Very sad and tragic stories. Makes one delve into philosophical questions and issues on about seven different levels. Lots of thinking and wondering. Lots. 

The non- accident photos at Galt are captivating. This is exactly as how I recall the steam/Diesel era in Southern Ontario. I lived in Burlington in the fifties, when it was a town of 5,000 folks and apple orchards, before it became a 200,000 sprawling burb within the GTA. ( greater Toronto area) ...Apple orchards, once famous, are now malls. None, and I mean none, remain. Fast food places up the ying yang. 

Lots of steam right up until the end in late 59. Busy railroad town with 2 junctions and both CNR, CPR along with TH&B/NYC. 

As a kid and young teen I got to know the fella that ran the station, issuing tickets, on the wire tapping out morse and speaking railroad talk up and down the line. Copying orders...that fella seemed to work seven days a week, all day and all night because it was always the same guy. 

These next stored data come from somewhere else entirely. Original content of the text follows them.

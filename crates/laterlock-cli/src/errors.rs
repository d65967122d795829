//! CLI error types for structured error handling.
//!
//! This module provides typed errors that map to specific exit codes,
//! enabling consistent error handling across the CLI.

use std::fmt;

use laterlock_core::LaterlockError;

use crate::ui::format::format_seconds;

/// CLI-specific errors with associated exit codes.
#[derive(Debug)]
pub enum CliError {
    /// Resource not found (config, database, lock)
    NotFound { message: String, hint: String },

    /// Authentication failed (wrong passphrase, corrupted envelope)
    AuthFailed {
        message: String,
        hint: Option<String>,
    },

    /// Invalid user input
    InvalidInput(String),

    /// Disclosure refused by the gate
    GateClosed { message: String, hint: String },
}

impl fmt::Display for CliError {
    fn fmt(&self, f: &mut fmt::Formatter<'_>) -> fmt::Result {
        match self {
            CliError::NotFound { message, hint } | CliError::GateClosed { message, hint } => {
                write!(f, "{}\n{}", message, hint)
            }
            CliError::AuthFailed { message, hint } => {
                if let Some(h) = hint {
                    write!(f, "{}\n{}", message, h)
                } else {
                    write!(f, "{}", message)
                }
            }
            CliError::InvalidInput(message) => write!(f, "{}", message),
        }
    }
}

impl std::error::Error for CliError {}

impl CliError {
    /// Create a NotFound error with message and hint.
    pub fn not_found(message: impl Into<String>, hint: impl Into<String>) -> Self {
        CliError::NotFound {
            message: message.into(),
            hint: hint.into(),
        }
    }

    /// Create an AuthFailed error with message and hint.
    pub fn auth_failed_with_hint(message: impl Into<String>, hint: impl Into<String>) -> Self {
        CliError::AuthFailed {
            message: message.into(),
            hint: Some(hint.into()),
        }
    }

    /// Create an InvalidInput error.
    pub fn invalid_input(message: impl Into<String>) -> Self {
        CliError::InvalidInput(message.into())
    }

    /// Translate a core error into its user-facing form.
    ///
    /// Returns `None` for internal errors, which keep their own message and
    /// exit with the generic code.
    pub fn from_core(err: &LaterlockError, lock_id: Option<&str>) -> Option<Self> {
        let id = lock_id.unwrap_or("<id>");
        match err {
            LaterlockError::Validation(message) => Some(CliError::InvalidInput(message.clone())),
            LaterlockError::NotFound(_) => Some(CliError::not_found(
                format!("Lock not found: {}", id),
                "Hint: Lock IDs are case-sensitive. Check the ID you were given at creation.",
            )),
            LaterlockError::NotRequested => Some(CliError::GateClosed {
                message: "Access has not been requested for this lock".to_string(),
                hint: format!("Hint: Run `laterlock request {}` to start the countdown.", id),
            }),
            LaterlockError::WaitNotElapsed { remaining_seconds } => Some(CliError::GateClosed {
                message: format!(
                    "Wait time not elapsed: {} remaining",
                    format_seconds(*remaining_seconds)
                ),
                hint: format!("Hint: Run `laterlock show {}` to watch the countdown.", id),
            }),
            LaterlockError::Decryption => Some(CliError::auth_failed_with_hint(
                "Decryption failed: wrong passphrase or corrupted content",
                "Hint: Check your passphrase. Set LATERLOCK_PASSPHRASE to avoid the prompt.",
            )),
            LaterlockError::Crypto(_) | LaterlockError::Storage(_) => None,
        }
    }

    /// Get the exit code for this error.
    pub fn exit_code(&self) -> i32 {
        use super::constants::exit_codes;
        match self {
            CliError::NotFound { .. } => exit_codes::NOT_FOUND,
            CliError::AuthFailed { .. } => exit_codes::AUTH_FAILED,
            CliError::InvalidInput(_) => exit_codes::INVALID_INPUT,
            CliError::GateClosed { .. } => exit_codes::GATE_CLOSED,
        }
    }
}
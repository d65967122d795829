//! Request handlers. Every core call runs on the blocking pool because key
//! derivation is CPU-bound.

use std::str::FromStr;
use std::sync::Arc;

use axum::extract::rejection::JsonRejection;
use axum::extract::{Path, State};
use axum::http::StatusCode;
use axum::response::{IntoResponse, Response};
use axum::Json;
use serde::Deserialize;
use serde_json::json;

use laterlock_core::{
    Clock, CreateLockRequest, GateAction, GateOutcome, LockId, LockService, LockStatus, LockStore,
};

use super::error::ApiError;

pub type SharedService<S, C> = Arc<LockService<S, C>>;

#[derive(Debug, Deserialize)]
pub struct ActionRequest {
    pub action: String,
}

async fn run_blocking<S, C, T, F>(service: &SharedService<S, C>, op: F) -> Result<T, ApiError>
where
    S: LockStore + 'static,
    C: Clock + Clone + 'static,
    T: Send + 'static,
    F: FnOnce(&LockService<S, C>) -> laterlock_core::Result<T> + Send + 'static,
{
    let service = Arc::clone(service);
    tokio::task::spawn_blocking(move || op(&service))
        .await
        .map_err(|e| ApiError::Task(e.to_string()))?
        .map_err(ApiError::from)
}

pub async fn health() -> Json<serde_json::Value> {
    Json(json!({ "status": "ok" }))
}

pub async fn create_lock<S, C>(
    State(service): State<SharedService<S, C>>,
    payload: Result<Json<CreateLockRequest>, JsonRejection>,
) -> Result<(StatusCode, Json<LockStatus>), ApiError>
where
    S: LockStore + 'static,
    C: Clock + Clone + 'static,
{
    let Json(request) = payload?;
    let status = run_blocking(&service, move |svc| svc.create(request)).await?;
    Ok((StatusCode::CREATED, Json(status)))
}

pub async fn get_lock<S, C>(
    State(service): State<SharedService<S, C>>,
    Path(id): Path<String>,
) -> Result<Json<LockStatus>, ApiError>
where
    S: LockStore + 'static,
    C: Clock + Clone + 'static,
{
    let id = LockId::parse(&id)?;
    let status = run_blocking(&service, move |svc| svc.status(&id)).await?;
    Ok(Json(status))
}

pub async fn apply_action<S, C>(
    State(service): State<SharedService<S, C>>,
    Path(id): Path<String>,
    payload: Result<Json<ActionRequest>, JsonRejection>,
) -> Result<Response, ApiError>
where
    S: LockStore + 'static,
    C: Clock + Clone + 'static,
{
    let id = LockId::parse(&id)?;
    let Json(body) = payload?;
    let action = GateAction::from_str(&body.action)?;

    let outcome = run_blocking(&service, move |svc| svc.gate().apply(&id, action)).await?;
    Ok(match outcome {
        GateOutcome::Receipt(receipt) => Json(receipt).into_response(),
        GateOutcome::Disclosed(disclosure) => Json(disclosure.to_response()).into_response(),
    })
}

pub async fn delete_lock<S, C>(
    State(service): State<SharedService<S, C>>,
    Path(id): Path<String>,
) -> Result<Json<serde_json::Value>, ApiError>
where
    S: LockStore + 'static,
    C: Clock + Clone + 'static,
{
    let id = LockId::parse(&id)?;
    run_blocking(&service, move |svc| svc.delete(&id)).await?;
    Ok(Json(json!({ "message": "Lock deleted successfully" })))
}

2 Water tanks, coaling tower , icing platforms for reefers at the fruit sheds, tower at Brant St., which was the main drag, overseeing many many multiples of tracks crossing it, was a well known fixture for the town. The Grimbsy subdivision and the Halton subdivision both ending at the station right there, so sometimes trains on all three converging.  Big mainline...Hamilton, London, Windsor, to the West ...Toronto, Montreal to the East. The subivisions to all points North via Allendale and onward to the West, the other to Niagara Falls-Ft. Erie-Buffalo and all the US roads found there. 

Tip Top Tailors, huge Basket Factory, Niagara Chemical Plant and large central fresh produce/fruit terminal for distribution,  all right there as well. Long storage sidings for many work trains and all their associated equipment paralleled the mainlines through town for many years. 

The station is gone, typical standard GT/CN turn of the century with freight depot. It was saved by enthusiasts and is now a tourist information center, moved down to the shores at a park along Lake Ontario. Teenagers staffing the place in the summer havent got a clue.

No trains stop at at the remnants of the platforms, instead replaced by a Go Train/VIA commuter bus shelter thingie with parking for a zillion cars now located about half a mile East. 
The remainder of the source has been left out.